In this study, the number of nodules was not a contraindication to resectional surgery. The five-year survival following such R0 liver resection was 34% in our cases: data that compare favourably with other surgical series reporting three-year and five-year survival of 21% [41] and 23%, respectively [33, 42]. One question that remains is whether the response to chemotherapy in our cases simply identifies patients who have a pre-determined favourable prognosis or whether the response is able to modify the actual course of the disease. Supporting the latter hypothesis, progression was clearly identified as an independent adverse prognostic factor of outcome on multivariate analysis. Moreover, treating resectable patients with neoadjuvant chemotherapy did not lead to non-resectable metastases during the course of the study: an effect also observed by others [29, 38]. This effect, combined with long-term survival in some cases initially defined as non-resectable which became down-staged by the neoadjuvant approach permitting complete resections, argues for the possibility that the course of the disease could be altered by such an aggressive strategy [24, 43, 44].

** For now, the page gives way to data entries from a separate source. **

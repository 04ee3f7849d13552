//! Agent set validation

use colored::*;
use eyre::Result;
use serde::Serialize;

use retail_agents::agent::{Finding, Severity, validate};
use retail_agents::config::Config;

use crate::cli::OutputFormat;

#[derive(Serialize)]
struct Report {
    agents: usize,
    errors: usize,
    warnings: usize,
    findings: Vec<Finding>,
}

pub fn run(with_custom: bool, format: OutputFormat, config: &Config) -> Result<()> {
    // Validate the composed set; if composition fails, check the raw personas and keep the compose error
    let personas = super::personas(config, with_custom)?;
    let (agents, findings) = match retail_agents::persona::compose(personas.clone(), &config.transfer) {
        Ok(agents) => {
            let findings = validate(&agents, &config.transfer.tool_name);
            (agents, findings)
        }
        Err(e) => {
            log::warn!("Composition failed, validating raw personas: {}", e);
            let mut findings = validate(&personas, &config.transfer.tool_name);
            if !findings.iter().any(|f| f.severity == Severity::Error) {
                findings.push(Finding::from(&e));
            }
            (personas, findings)
        }
    };

    let errors = findings.iter().filter(|f| f.severity == Severity::Error).count();
    let report = Report {
        agents: agents.len(),
        errors,
        warnings: findings.len() - errors,
        findings,
    };

    match format {
        OutputFormat::Json => println!("{}", serde_json::to_string_pretty(&report)?),
        OutputFormat::Yaml => println!("{}", serde_yaml::to_string(&report)?),
        OutputFormat::Text => print_report(&report),
    }

    if report.errors > 0 {
        eyre::bail!("{} validation error(s)", report.errors);
    }

    Ok(())
}

fn print_report(report: &Report) {
    for finding in &report.findings {
        let marker = match finding.severity {
            Severity::Error => "✗".red(),
            Severity::Warning => "!".yellow(),
        };
        println!("  {} {} {}", marker, finding.agent.bold(), finding.message);
    }

    if report.findings.is_empty() {
        println!("{} {} agent(s), no problems found", "✓".green(), report.agents);
    } else {
        println!();
        println!(
            "{} agent(s): {} error(s), {} warning(s)",
            report.agents, report.errors, report.warnings
        );
    }
}
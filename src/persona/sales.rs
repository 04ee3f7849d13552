use serde_json::json;

use crate::agent::{AgentDescriptor, ToolSchema};

pub const NAME: &str = "sales";

pub fn sales() -> AgentDescriptor {
    AgentDescriptor::new(
        NAME,
        "Handles sales-related inquiries, including new product details, recommendations, promotions, and \
         purchase flows. Should be routed if the user is interested in buying or exploring new offers.",
    )
    .with_instructions(include_str!("prompts/sales.md"))
    .with_tools([
        ToolSchema::function(
            "lookup_new_sales",
            "Checks for current promotions, discounts, or special deals. Respond with available offers relevant to \
             the user's query.",
            json!({
                "type": "object",
                "properties": {
                    "category": {
                        "type": "string",
                        "enum": ["snowboard", "apparel", "boots", "accessories", "any"],
                        "description": "The product category or general area the user is interested in (optional)."
                    }
                },
                "required": ["category"],
                "additionalProperties": false
            }),
        ),
        ToolSchema::function(
            "add_to_cart",
            "Adds an item to the user's shopping cart.",
            json!({
                "type": "object",
                "properties": {
                    "item_id": {
                        "type": "string",
                        "description": "The ID of the item to add to the cart."
                    }
                },
                "required": ["item_id"],
                "additionalProperties": false
            }),
        ),
        ToolSchema::function(
            "checkout",
            "Initiates a checkout process with the user's selected items.",
            json!({
                "type": "object",
                "properties": {
                    "item_ids": {
                        "type": "array",
                        "description": "An array of item IDs the user intends to purchase.",
                        "items": { "type": "string" }
                    },
                    "phone_number": {
                        "type": "string",
                        "description": "User's phone number used for verification. Formatted like '(111) 222-3333'",
                        "pattern": r"^\(\d{3}\) \d{3}-\d{4}$"
                    }
                },
                "required": ["item_ids", "phone_number"],
                "additionalProperties": false
            }),
        ),
    ])
}
//! Agent inspection commands

use colored::*;
use eyre::Result;
use serde::Serialize;

use retail_agents::config::Config;

use crate::cli::{AgentAction, OutputFormat};

pub fn run(action: AgentAction, config: &Config) -> Result<()> {
    match action {
        AgentAction::List { format, with_custom } => list_agents(OutputFormat::resolve(format), with_custom, config),
        AgentAction::Show {
            name,
            format,
            with_custom,
        } => show_agent(&name, OutputFormat::resolve(format), with_custom, config),
        AgentAction::Prompt { name, with_custom } => show_prompt(&name, with_custom, config),
        AgentAction::Tools {
            name,
            format,
            with_custom,
        } => list_tools(&name, OutputFormat::resolve(format), with_custom, config),
    }
}

fn list_agents(format: OutputFormat, with_custom: bool, config: &Config) -> Result<()> {
    let agents = super::composed(config, with_custom)?;

    #[derive(Serialize)]
    struct AgentSummary<'a> {
        name: &'a str,
        description: &'a str,
        tools: Vec<&'a str>,
        downstream: Vec<&'a str>,
    }

    let summaries: Vec<AgentSummary> = agents
        .iter()
        .map(|a| AgentSummary {
            name: &a.name,
            description: &a.public_description,
            tools: a.tools.iter().map(|t| t.name.as_str()).collect(),
            downstream: a.downstream_names(),
        })
        .collect();

    match format {
        OutputFormat::Json => println!("{}", serde_json::to_string_pretty(&summaries)?),
        OutputFormat::Yaml => println!("{}", serde_yaml::to_string(&summaries)?),
        OutputFormat::Text => {
            println!("{}", "Available Agents:".bold());
            println!();

            for summary in &summaries {
                println!("  {} {}", "●".green(), summary.name.bold());
                println!("    {}", summary.description.dimmed());
                println!("    Tools: {}", summary.tools.join(", ").cyan());
                if !summary.downstream.is_empty() {
                    println!("    Transfers to: {}", summary.downstream.join(", ").magenta());
                }
                println!();
            }
        }
    }

    Ok(())
}

fn show_agent(name: &str, format: OutputFormat, with_custom: bool, config: &Config) -> Result<()> {
    let agents = super::composed(config, with_custom)?;
    let agent = super::find(&agents, name)?;

    match format {
        OutputFormat::Json => println!("{}", serde_json::to_string_pretty(agent)?),
        OutputFormat::Yaml => println!("{}", serde_yaml::to_string(agent)?),
        OutputFormat::Text => {
            println!("{} {}", "Agent:".bold(), agent.name.green().bold());
            println!();
            println!("{} {}", "Description:".bold(), agent.public_description);

            println!();
            println!("{}", "Tools:".bold());
            for tool in &agent.tools {
                println!("  {} {}", "•".cyan(), tool.name.bold());
            }

            if !agent.downstream_agents.is_empty() {
                println!();
                println!("{}", "Downstream Agents:".bold());
                for peer in &agent.downstream_agents {
                    println!("  {} {}", "→".blue(), peer.name.magenta());
                }
            }

            let lines = agent.instructions.lines().count();
            println!();
            println!(
                "{} {} lines (see {})",
                "Instructions:".bold(),
                lines,
                format!("retail-agents agents prompt {}", agent.name).cyan()
            );
        }
    }

    Ok(())
}

fn show_prompt(name: &str, with_custom: bool, config: &Config) -> Result<()> {
    let agents = super::composed(config, with_custom)?;
    let agent = super::find(&agents, name)?;

    println!("{}", agent.instructions);

    Ok(())
}

fn list_tools(name: &str, format: OutputFormat, with_custom: bool, config: &Config) -> Result<()> {
    let agents = super::composed(config, with_custom)?;
    let agent = super::find(&agents, name)?;

    match format {
        OutputFormat::Json => println!("{}", serde_json::to_string_pretty(&agent.tools)?),
        OutputFormat::Yaml => println!("{}", serde_yaml::to_string(&agent.tools)?),
        OutputFormat::Text => {
            println!("{} {}", "Tools for".bold(), agent.name.green().bold());
            println!();

            for tool in &agent.tools {
                let marker = if tool.name == config.transfer.tool_name { "⇄".magenta() } else { "•".cyan() };
                println!("  {} {}", marker, tool.name.bold());

                // Transfer descriptions carry the full peer list; first line is enough here
                let desc = tool.description.lines().next().unwrap_or_default();
                let short_desc = if desc.chars().count() > 90 {
                    format!("{}...", desc.chars().take(87).collect::<String>())
                } else {
                    desc.to_string()
                };
                println!("    {}", short_desc.dimmed());

                let required = tool.required_params();
                if !required.is_empty() {
                    println!("    Required: {}", required.join(", "));
                }
                if let Some(targets) = tool.enum_values(retail_agents::agent::DESTINATION_PARAM) {
                    println!("    Targets: {}", targets.join(", ").magenta());
                }
                println!();
            }
        }
    }

    Ok(())
}
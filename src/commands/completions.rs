use clap::CommandFactory;
use clap_complete::generate;
use eyre::Result;
use std::io;

use crate::cli::Cli;

pub fn run(shell: clap_complete::Shell) -> Result<()> {
    let mut cmd = Cli::command();
    generate(shell, &mut cmd, "retail-agents", &mut io::stdout());
    Ok(())
}
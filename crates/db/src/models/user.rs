//! User entity model and DTOs.

use chirpy_core::types::{DbId, Timestamp};
use sqlx::FromRow;

/// Full user row from the `users` table.
///
/// Contains the password hash -- never serialize this to API responses
/// directly; the HTTP layer maps it to its own response type.
#[derive(Debug, Clone, FromRow)]
pub struct User {
    pub id: DbId,
    pub email: String,
    pub hashed_password: String,
    pub is_chirpy_red: bool,
    pub created_at: Timestamp,
    pub updated_at: Timestamp,
}

/// DTO for creating a new user.
#[derive(Debug, Clone)]
pub struct CreateUser {
    pub email: String,
    pub hashed_password: String,
}

/// DTO for replacing a user's login credentials.
#[derive(Debug, Clone)]
pub struct UpdateUserCredentials {
    pub email: String,
    pub hashed_password: String,
}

In conclusion, the response to neoadjuvant chemotherapy plays a key role in the potential benefit offered by radical liver resection in selected patients with hepatic metastatic disease from colorectal cancer. The poor results obtained by surgery in patients with tumour progression suggest that control of the disease with a modern combination regimen is preferable to immediate surgery. This delayed approach awaiting initial chemo-responsiveness might also prove to be relatively liver sparing and better defines those patients who are potentially advantaged by a formal hepatic resection as opposed to a tailored segmentectomy. Moreover, in those cases where larger metastases completely respond in one area of the liver, resection of the contralateral lobe may become an operative option [35]. This view is corroborated by recent evidence to show that the prognosis is adversely affected in those patients undergoing synchronous resection of hepatic metastatic disease with their primary tumour when the primary is extensive (T4), when it is infiltrating adjacent structures and when there are multiple hepatic metastases [45].

Overall, the data concerning neoadjuvant benefit to radical hepatectomy in colorectal hepatic metastatic disease are hard to interpret. This is as a result of variable histopathology in the liver, differing chemotherapy schedules, varying types of liver resections and different ischaemia/reperfusion cycling techniques during hepatic parenchymal transection. In this setting, it is not surprising that patients with multiple metastases tend to have more prolonged chemotherapy exposure, more extended resections and larger tumour/remnant liver ratios. Resections for hepatic colorectal metastases are increasing in incidence [46] and it is expected that the approach towards neoadjuvant therapy even for resectable hepatic metastases will be modified in the future by the concomitant use of anti-angiogenic therapy [47] followed by an aggressive approach.